How this relates to real chemistry
Ammonia chemistry matters in environmental science, industrial cleaning, fertilizer production, biochemical systems, and water treatment. In real laboratory or industrial solutions, very concentrated ammonia may deviate from ideal behavior, meaning activity effects become more important than simple concentration-based equilibrium expressions. Still, for a standard general chemistry problem, the concentration-based Kb method remains the accepted and expected approach.
Environmental and agricultural systems often discuss ammonia and ammonium together because pH controls their balance. While this calculator is aimed at the simple equilibrium pH problem for NH3 in water, the broader chemistry connects directly to topics such as nitrogen cycling, toxicity of un-ionized ammonia in water, and the handling of alkaline cleaning solutions.
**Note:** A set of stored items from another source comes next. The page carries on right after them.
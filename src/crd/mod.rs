//! Custom Resource Definitions for the digi.dev/v1 policy group
//!
//! - YieldPolicy: governs the mounts of a target model

pub mod yield_policy;

pub use yield_policy::*;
Understanding weak-base equilibria is therefore a practical skill, not just a classroom exercise.
Authoritative references for further study
- U.S. Environmental Protection Agency: Ammonia resources
- Chem LibreTexts: Acid-base equilibrium and weak bases
- NIST Chemistry WebBook: reference chemistry data
Final takeaway
To calculate the pH of a 15.0 M solution of NH3, write the weak-base equilibrium, apply the Kb expression, solve for the hydroxide concentration, and then convert to pOH and pH. With Kb = 1.8 × 10^-5 at 25 degrees Celsius, the hydroxide concentration is about 0.0164 M, the pOH is about 1.79, and the pH is about 12.21. The key concept is that ammonia is weak, so only a very small fraction ionizes, even when the formal concentration is extremely large.
If you are solving this for homework, exam review, tutoring, or a chemistry learning website, remember the logic chain: weak base equilibrium first, logarithms second, and pH only after pOH is known. That disciplined sequence will consistently produce the correct answer and help you avoid the common trap of treating NH3 like a strong base.